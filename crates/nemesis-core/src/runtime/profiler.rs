// nemesis-core/src/runtime/profiler.rs
// ============================================================================
// Module: Profiler
// Description: Run coordinator for catalogued schema operations.
// Purpose: Execute prepare, load, perform, teardown, and cleanup per operation.
// Dependencies: crate::{core, interfaces, runtime}, thiserror, tracing
// ============================================================================

//! ## Overview
//! [`Profiler::run_operation`] executes one measured run on the calling
//! thread. [`Profiler::profile`] repeats it for every catalog operation,
//! strictly one after another, and hands each [`RunResult`] to a
//! [`ResultSink`].
//! Invariants:
//! - Phases run in order: feature check, prepare, start load, perform, stop
//!   load, cleanup.
//! - A phase failure becomes a [`RunStatus`] and [`AbortReason`]; it never
//!   ends the session.
//! - Cleanup runs whenever prepare succeeded, including after a failed
//!   perform or a teardown timeout.

// ============================================================================
// SECTION: Imports
// ============================================================================

use std::collections::BTreeMap;
use std::sync::Arc;
use std::time::Instant;

use thiserror::Error;
use tracing::error;
use tracing::info;
use tracing::warn;

use crate::core::AbortReason;
use crate::core::Catalog;
use crate::core::CatalogOperation;
use crate::core::PerformWindow;
use crate::core::ProfilerConfig;
use crate::core::RunResult;
use crate::core::RunStatus;
use crate::core::StartBarrier;
use crate::core::WorkerOutcomes;
use crate::core::WorkerRole;
use crate::interfaces::Backend;
use crate::interfaces::Connection;
use crate::interfaces::ResultSink;
use crate::runtime::pool::WorkerPool;
use crate::runtime::summary::RunSummary;
use crate::runtime::summary::summarize;
use crate::runtime::traffic::RoleActions;

// ============================================================================
// SECTION: Errors
// ============================================================================

/// Profiler construction errors.
#[derive(Debug, Clone, PartialEq, Eq, Error)]
pub enum ProfilerError {
    /// A role with configured workers has no action.
    #[error("no action configured for role {0}")]
    MissingAction(WorkerRole),
}

// ============================================================================
// SECTION: Session Report
// ============================================================================

/// Sink failure observed while emitting results.
#[derive(Debug, Clone, PartialEq, Eq)]
pub struct SinkFailure {
    /// Operation whose result was being recorded; `None` for the final flush.
    pub operation: Option<String>,
    /// Sink error description.
    pub error: String,
}

/// Totals for one profiling session.
#[derive(Debug, Clone, Default, PartialEq)]
pub struct SessionReport {
    /// Runs that completed.
    pub completed: usize,
    /// Runs skipped for unsupported features.
    pub skipped: usize,
    /// Runs aborted by a phase failure or teardown timeout.
    pub aborted: usize,
    /// Per-run summaries in catalog order.
    pub runs: Vec<RunSummary>,
    /// Results the sink failed to record.
    pub sink_failures: Vec<SinkFailure>,
}

impl SessionReport {
    /// Counts one finished run.
    fn note(&mut self, result: &RunResult) {
        match result.status {
            RunStatus::Completed => self.completed = self.completed.saturating_add(1),
            RunStatus::Skipped => self.skipped = self.skipped.saturating_add(1),
            RunStatus::Aborted => self.aborted = self.aborted.saturating_add(1),
        }
        self.runs.push(summarize(result));
    }

    /// Returns the number of runs in the session.
    #[must_use]
    pub fn total(&self) -> usize {
        self.completed.saturating_add(self.skipped).saturating_add(self.aborted)
    }
}

// ============================================================================
// SECTION: Profiler
// ============================================================================

/// Run coordinator bound to one backend and worker configuration.
pub struct Profiler {
    /// Backend shared by the coordinator and every worker.
    backend: Arc<dyn Backend>,
    /// Worker counts and timeouts.
    config: ProfilerConfig,
    /// Action per role.
    actions: RoleActions,
}

impl Profiler {
    /// Creates a profiler.
    ///
    /// # Errors
    ///
    /// Returns [`ProfilerError::MissingAction`] when a role with workers has
    /// no action in `actions`.
    pub fn new(
        backend: Arc<dyn Backend>,
        config: ProfilerConfig,
        actions: RoleActions,
    ) -> Result<Self, ProfilerError> {
        let missing = config.active_roles().find(|(role, _)| actions.get(*role).is_none());
        if let Some((role, _)) = missing {
            return Err(ProfilerError::MissingAction(role));
        }
        Ok(Self {
            backend,
            config,
            actions,
        })
    }

    /// Returns the worker configuration.
    #[must_use]
    pub const fn config(&self) -> &ProfilerConfig {
        &self.config
    }

    /// Returns the backend.
    #[must_use]
    pub fn backend(&self) -> &dyn Backend {
        self.backend.as_ref()
    }

    /// Runs every catalog operation in order, recording each result.
    pub fn profile(&self, catalog: &Catalog, sink: &dyn ResultSink) -> SessionReport {
        info!(
            catalog = catalog.name(),
            operations = catalog.len(),
            backend = self.backend.name(),
            workers = self.config.total_workers(),
            "profiling session started"
        );
        let mut report = SessionReport::default();
        for operation in catalog.operations() {
            let result = self.run_operation(operation);
            report.note(&result);
            if let Err(err) = sink.record(&result) {
                error!(operation = %result.operation, error = %err, "result sink failed");
                report.sink_failures.push(SinkFailure {
                    operation: Some(result.operation.clone()),
                    error: err.to_string(),
                });
            }
        }
        if let Err(err) = sink.flush() {
            error!(error = %err, "result sink flush failed");
            report.sink_failures.push(SinkFailure {
                operation: None,
                error: err.to_string(),
            });
        }
        info!(
            completed = report.completed,
            skipped = report.skipped,
            aborted = report.aborted,
            "profiling session finished"
        );
        report
    }

    /// Runs one operation through every phase and returns its result.
    #[must_use]
    pub fn run_operation(&self, operation: &CatalogOperation) -> RunResult {
        let name = operation.name();
        if !operation.is_supported_by(self.backend.as_ref()) {
            info!(operation = name, "operation unsupported by backend, skipped");
            return RunResult::skipped(name);
        }

        let mut connection = match self.backend.connect() {
            Ok(connection) => connection,
            Err(err) => {
                error!(operation = name, error = %err, "coordinator connect failed");
                return RunResult::aborted(name, AbortReason::Connect(err.to_string()));
            }
        };

        info!(operation = name, "prepare");
        if let Err(err) = operation.prepare(connection.as_mut()) {
            error!(operation = name, error = %err, "prepare failed, run aborted");
            return RunResult::aborted(name, AbortReason::Prepare(err.to_string()));
        }

        let epoch = Instant::now();
        let mut pool = match WorkerPool::start(&self.backend, &self.config, &self.actions, epoch) {
            Ok(pool) => pool,
            Err(err) => {
                error!(operation = name, error = %err, "worker pool failed to start, run aborted");
                let mut result = RunResult::aborted(name, AbortReason::Spawn(err.to_string()));
                result.cleanup_error = run_cleanup(operation, connection.as_mut());
                return result;
            }
        };
        let barrier = pool.await_ready(self.config.start_timeout());
        if let StartBarrier::Degraded {
            ready,
            expected,
        } = barrier
        {
            warn!(
                operation = name,
                ready,
                expected,
                "start timeout elapsed before every worker was active"
            );
        }

        info!(operation = name, "perform");
        let perform_start = epoch.elapsed();
        let performed = operation.perform(connection.as_mut());
        let perform_end = epoch.elapsed();

        let report = pool.stop(self.config.teardown_timeout());
        let abort_reason = match performed {
            Err(err) => {
                error!(operation = name, error = %err, "perform failed, run aborted");
                Some(AbortReason::Perform(err.to_string()))
            }
            Ok(()) if !report.is_clean() => {
                error!(
                    operation = name,
                    stuck = report.stuck.len(),
                    "teardown timeout elapsed, run aborted"
                );
                Some(AbortReason::Teardown(report.stuck.clone()))
            }
            Ok(()) => None,
        };

        info!(operation = name, "cleanup");
        let cleanup_error = run_cleanup(operation, connection.as_mut());

        let mut roles: BTreeMap<WorkerRole, Vec<WorkerOutcomes>> = BTreeMap::new();
        for worker in report.workers {
            roles.entry(worker.worker.role).or_default().push(worker);
        }
        let status =
            if abort_reason.is_some() { RunStatus::Aborted } else { RunStatus::Completed };
        info!(operation = name, status = %status, "run finished");
        RunResult {
            operation: name.to_string(),
            status,
            abort_reason,
            start_barrier: Some(barrier),
            perform_window: Some(PerformWindow {
                start: perform_start,
                end: perform_end,
            }),
            cleanup_error,
            stuck_workers: report.stuck,
            roles,
        }
    }
}

/// Runs cleanup and returns the failure message, if any.
fn run_cleanup(operation: &CatalogOperation, connection: &mut dyn Connection) -> Option<String> {
    match operation.cleanup(connection) {
        Ok(()) => None,
        Err(err) => {
            warn!(operation = operation.name(), error = %err, "cleanup failed");
            Some(err.to_string())
        }
    }
}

□ □ □ □

Exercise objective:
Your answer should reproduce each line of the listing that holds the word "interfaces".

Written response:
// Dependencies: crate::{core, interfaces, runtime}, thiserror, tracing
use crate::interfaces::Backend;
use crate::interfaces::Connection;
use crate::interfaces::ResultSink;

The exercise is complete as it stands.